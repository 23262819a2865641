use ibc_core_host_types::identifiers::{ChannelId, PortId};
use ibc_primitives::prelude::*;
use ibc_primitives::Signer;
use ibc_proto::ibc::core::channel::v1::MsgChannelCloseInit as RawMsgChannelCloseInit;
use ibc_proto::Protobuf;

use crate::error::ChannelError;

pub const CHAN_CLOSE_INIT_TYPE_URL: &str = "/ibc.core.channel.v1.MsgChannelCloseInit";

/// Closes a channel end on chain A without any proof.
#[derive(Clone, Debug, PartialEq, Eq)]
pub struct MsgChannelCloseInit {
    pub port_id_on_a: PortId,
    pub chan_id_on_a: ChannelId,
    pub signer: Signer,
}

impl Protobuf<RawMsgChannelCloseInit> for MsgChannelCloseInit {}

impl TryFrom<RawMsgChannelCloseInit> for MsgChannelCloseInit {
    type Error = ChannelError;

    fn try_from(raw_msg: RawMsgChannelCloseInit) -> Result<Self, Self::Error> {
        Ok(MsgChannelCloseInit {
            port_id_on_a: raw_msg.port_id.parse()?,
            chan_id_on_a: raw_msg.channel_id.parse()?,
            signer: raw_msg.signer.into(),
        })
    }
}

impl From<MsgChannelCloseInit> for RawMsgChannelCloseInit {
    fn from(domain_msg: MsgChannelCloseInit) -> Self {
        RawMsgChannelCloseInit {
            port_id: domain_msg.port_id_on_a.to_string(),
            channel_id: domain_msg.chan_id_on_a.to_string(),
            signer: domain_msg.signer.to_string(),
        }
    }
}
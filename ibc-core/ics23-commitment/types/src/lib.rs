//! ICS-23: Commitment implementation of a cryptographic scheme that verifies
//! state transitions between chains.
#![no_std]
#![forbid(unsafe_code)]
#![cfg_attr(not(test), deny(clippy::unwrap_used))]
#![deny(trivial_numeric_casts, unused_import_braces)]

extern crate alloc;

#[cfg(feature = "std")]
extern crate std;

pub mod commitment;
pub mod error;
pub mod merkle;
────────────────
Work to complete:
All lines of the data are to be repeated exactly as they stand.

Solution for this exercise:
repository 23262819a2865641
use ibc_core_host_types::identifiers::{ChannelId, PortId};
use ibc_primitives::prelude::*;
use ibc_primitives::Signer;
use ibc_proto::ibc::core::channel::v1::MsgChannelCloseInit as RawMsgChannelCloseInit;
use ibc_proto::Protobuf;

use crate::error::ChannelError;

pub const CHAN_CLOSE_INIT_TYPE_URL: &str = "/ibc.core.channel.v1.MsgChannelCloseInit";

/// Closes a channel end on chain A without any proof.
#[derive(Clone, Debug, PartialEq, Eq)]
pub struct MsgChannelCloseInit {
    pub port_id_on_a: PortId,
    pub chan_id_on_a: ChannelId,
    pub signer: Signer,
}

impl Protobuf<RawMsgChannelCloseInit> for MsgChannelCloseInit {}

impl TryFrom<RawMsgChannelCloseInit> for MsgChannelCloseInit {
    type Error = ChannelError;

    fn try_from(raw_msg: RawMsgChannelCloseInit) -> Result<Self, Self::Error> {
        Ok(MsgChannelCloseInit {
            port_id_on_a: raw_msg.port_id.parse()?,
            chan_id_on_a: raw_msg.channel_id.parse()?,
            signer: raw_msg.signer.into(),
        })
    }
}

impl From<MsgChannelCloseInit> for RawMsgChannelCloseInit {
    fn from(domain_msg: MsgChannelCloseInit) -> Self {
        RawMsgChannelCloseInit {
            port_id: domain_msg.port_id_on_a.to_string(),
            channel_id: domain_msg.chan_id_on_a.to_string(),
            signer: domain_msg.signer.to_string(),
        }
    }
}
filename ibc-core/ics23-commitment/types/src/lib.rs
//! ICS-23: Commitment implementation of a cryptographic scheme that verifies
//! state transitions between chains.
#![no_std]
#![forbid(unsafe_code)]
#![cfg_attr(not(test), deny(clippy::unwrap_used))]
#![deny(trivial_numeric_casts, unused_import_braces)]

extern crate alloc;

#[cfg(feature = "std")]
extern crate std;

pub mod commitment;
pub mod error;
pub mod merkle;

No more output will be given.